姿は独創的と言うか?設計者の遊び心と申しましょうか?この機種のみの仕様です。
コレクターの間では横二眼と呼ばれ垂涎の的のようです。
画像は手入れが終わった状態です。此処までに考えさせられた民具でした。
積載されたサヤーはプロンター系の亜種です。
問題はシンクロ接点に通じるリード線(赤○部)で抜けないように結んでからハンダ付けしてあります。現在(シリコン系)と違いリード線の皮膜が熱に弱い素材を使用しています。製造上の観点からシャター組み品として用意されていたと想像します。ですから、リード線をシンクロターミナルに接続した箇所を探せばと思ったのです。

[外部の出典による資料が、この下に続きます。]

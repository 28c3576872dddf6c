//! Adaptive periodic process running on a small cooperative event loop.
//!
//! `looprun` provides two pieces that together turn a boolean-returning
//! closure into a self-pacing worker:
//!
//! - An [`EventLoop`]: a single-threaded, timer-driven loop with periodic and
//!   one-shot callbacks, a blocking [`run`](EventLoop::run) call, and a
//!   cloneable [`LoopHandle`] for stopping it. The loop can also be awaited
//!   on any async executor through [`drive`](EventLoop::drive).
//! - A [`ProcessRunner`]: invokes a caller-supplied process on a periodic
//!   timer, re-invoking it immediately for as long as it reports more work,
//!   and waiting one interval when it does not. An optional wall-clock time
//!   limit ends the run.
//!
//! The typical workload is draining a queue: the process pops an item and
//! returns whether it got one. Backlogs drain at full speed within a single
//! tick; an empty queue is probed once per interval with no busy-polling.
//!
//! Timing wakeups are armed on a shared thread pool and delivered through
//! standard `Waker`s, so no specific async runtime is required or assumed.

pub mod event_loop;
pub mod runner;
mod timer;

pub use event_loop::{Drive, EventLoop, LoopHandle};
pub use runner::ProcessRunner;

擬皮を剥がしましたが、一体ダイキャスト仕様で先に進めません。
底カバーを外してみました。??材質が木材?崩落するので木で突っ張り棒をしたのでしょうか?民具の中に木材が使用してあるのを始めて目にしました。絶縁体として使用したのでしょうね!
上部のカバーも外してみましたが入り口が見あたりません。
気を取り直して不具合箇所から修復することにしました。
係止レリーズレバーに変形があり、シャターの動作が出来ませんでした。
素材が焼き入れしていない真鍮でした。一度変形しますと疲労破壊に繋がります。
破損を防止するには他の部品の邪魔にならない範囲でハンダ補強をします。
ハンダはスペースシャトルにも使用されているアルミット製。ハンダの乗りが違います。
ビューファインダー用の化粧環を外します。
フィルム室側より締め付け環を外し、シャター組み品を分離したいのですがリード線が外せず宙ぶらりんでの作業となりました。
シャター組み品を除けながら(1)~(2)のネジを外してみました。
するとビューファインダー組み品を外すことが出来、清掃が出来ました。
被せキャップがルーズになりますと紛失に繋がります。ではとテープで補修していますが見栄えが良くないですね!

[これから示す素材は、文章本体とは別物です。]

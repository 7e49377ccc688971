//! 入力チェック
//!
//! 登録のたびに全ルールを実行し、エラーは項目ごとにまとめて返す。
//! 項目間のルールはない。

use crate::types::{Candidate, Honorific, Nominee, Party, Position};
use serde::ser::{Serialize, SerializeMap, Serializer};
use std::collections::BTreeMap;

/// フォーム項目（表示順）
#[derive(Debug, Clone, Copy, PartialEq, Eq, Hash, PartialOrd, Ord)]
pub enum Field {
    Honorific,
    FirstName,
    LastName,
    CareerHistory,
    Achievements,
    Photo,
    Position,
    Party,
}

impl Field {
    pub const ALL: &'static [Field] = &[
        Field::Honorific,
        Field::FirstName,
        Field::LastName,
        Field::CareerHistory,
        Field::Achievements,
        Field::Photo,
        Field::Position,
        Field::Party,
    ];

    /// 候補者JSON・エラーマップでのキー
    pub fn name(&self) -> &'static str {
        match self {
            Field::Honorific => "honorific",
            Field::FirstName => "firstName",
            Field::LastName => "lastName",
            Field::CareerHistory => "careerHistory",
            Field::Achievements => "achievements",
            Field::Photo => "photo",
            Field::Position => "position",
            Field::Party => "party",
        }
    }

    /// チェック失敗時に項目の下に出すメッセージ
    pub fn message(&self) -> &'static str {
        match self {
            Field::Honorific => "กรุณาเลือกคำนำหน้า",
            Field::FirstName => "กรุณากรอกชื่อ",
            Field::LastName => "กรุณากรอกนามสกุล",
            Field::CareerHistory => "กรุณากรอกประวัติการทำงาน",
            Field::Achievements => "กรุณากรอกผลงานที่ผ่านมา",
            Field::Photo => "กรุณาอัปโหลดรูปถ่าย",
            Field::Position => "กรุณาเลือกตำแหน่ง",
            Field::Party => "กรุณาเลือกพรรค",
        }
    }
}

impl std::str::FromStr for Field {
    type Err = String;

    fn from_str(s: &str) -> Result<Self, Self::Err> {
        Field::ALL
            .iter()
            .copied()
            .find(|f| f.name() == s)
            .ok_or_else(|| format!("Unknown field: {}", s))
    }
}

/// 項目ごとの入力エラー
#[derive(Debug, Clone, Default, PartialEq, Eq)]
pub struct FieldErrors(BTreeMap<Field, String>);

impl FieldErrors {
    pub fn new() -> Self {
        Self::default()
    }

    pub fn insert(&mut self, field: Field, message: impl Into<String>) {
        self.0.insert(field, message.into());
    }

    pub fn remove(&mut self, field: Field) {
        self.0.remove(&field);
    }

    pub fn get(&self, field: Field) -> Option<&str> {
        self.0.get(&field).map(String::as_str)
    }

    pub fn contains(&self, field: Field) -> bool {
        self.0.contains_key(&field)
    }

    pub fn len(&self) -> usize {
        self.0.len()
    }

    pub fn is_empty(&self) -> bool {
        self.0.is_empty()
    }

    pub fn iter(&self) -> impl Iterator<Item = (Field, &str)> {
        self.0.iter().map(|(f, m)| (*f, m.as_str()))
    }

    pub fn clear(&mut self) {
        self.0.clear();
    }
}

impl Serialize for FieldErrors {
    fn serialize<S: Serializer>(&self, serializer: S) -> Result<S::Ok, S::Error> {
        let mut map = serializer.serialize_map(Some(self.0.len()))?;
        for (field, message) in &self.0 {
            map.serialize_entry(field.name(), message)?;
        }
        map.end()
    }
}

/// 入力値を検証して名簿レコードにする
pub fn validate(candidate: &Candidate) -> Result<Nominee, FieldErrors> {
    let mut errors = FieldErrors::new();

    let honorific = choice::<Honorific>(&candidate.honorific, Field::Honorific, &mut errors);
    let first_name = required_text(&candidate.first_name, Field::FirstName, &mut errors);
    let last_name = required_text(&candidate.last_name, Field::LastName, &mut errors);
    let career_history = required_text(&candidate.career_history, Field::CareerHistory, &mut errors);
    let achievements = required_text(&candidate.achievements, Field::Achievements, &mut errors);
    let position = choice::<Position>(&candidate.position, Field::Position, &mut errors);
    let party = choice::<Party>(&candidate.party, Field::Party, &mut errors);

    let photo = match &candidate.photo {
        Some(selection) if selection.count > 1 => {
            errors.insert(Field::Photo, Field::Photo.message());
            None
        }
        Some(selection) => Some(selection.handle.clone()),
        None => None,
    };

    match (honorific, first_name, last_name, career_history, achievements, position, party) {
        (
            Some(honorific),
            Some(first_name),
            Some(last_name),
            Some(career_history),
            Some(achievements),
            Some(position),
            Some(party),
        ) if errors.is_empty() => Ok(Nominee {
            honorific,
            first_name,
            last_name,
            career_history,
            achievements,
            photo,
            position,
            party,
        }),
        _ => Err(errors),
    }
}

/// トリム後に空でないこと
fn required_text(value: &str, field: Field, errors: &mut FieldErrors) -> Option<String> {
    let trimmed = value.trim();
    if trimmed.is_empty() {
        errors.insert(field, field.message());
        None
    } else {
        Some(trimmed.to_string())
    }
}

/// 固定値のいずれかと完全一致
fn choice<T: std::str::FromStr>(value: &str, field: Field, errors: &mut FieldErrors) -> Option<T> {
    match value.parse::<T>() {
        Ok(v) => Some(v),
        Err(_) => {
            errors.insert(field, field.message());
            None
        }
    }
}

フェルトを痛めないよう溶剤で剥がします。ルーズになりました原因は、フェルトの復元力低下によります。オリジナルのフェルトを残すにはコピー紙等で下駄を履かせれば良いのです。見えないようフェルトの幅より細く切り出して貼り付けます。
下駄の接着剤が乾いてからフェルトを貼ります。厚くなりましたから保持力が回復しましたね!超珍品の良き民具を蘇る事が出来ました。宝くじ並の確率でしょうか?出会いに感謝でした。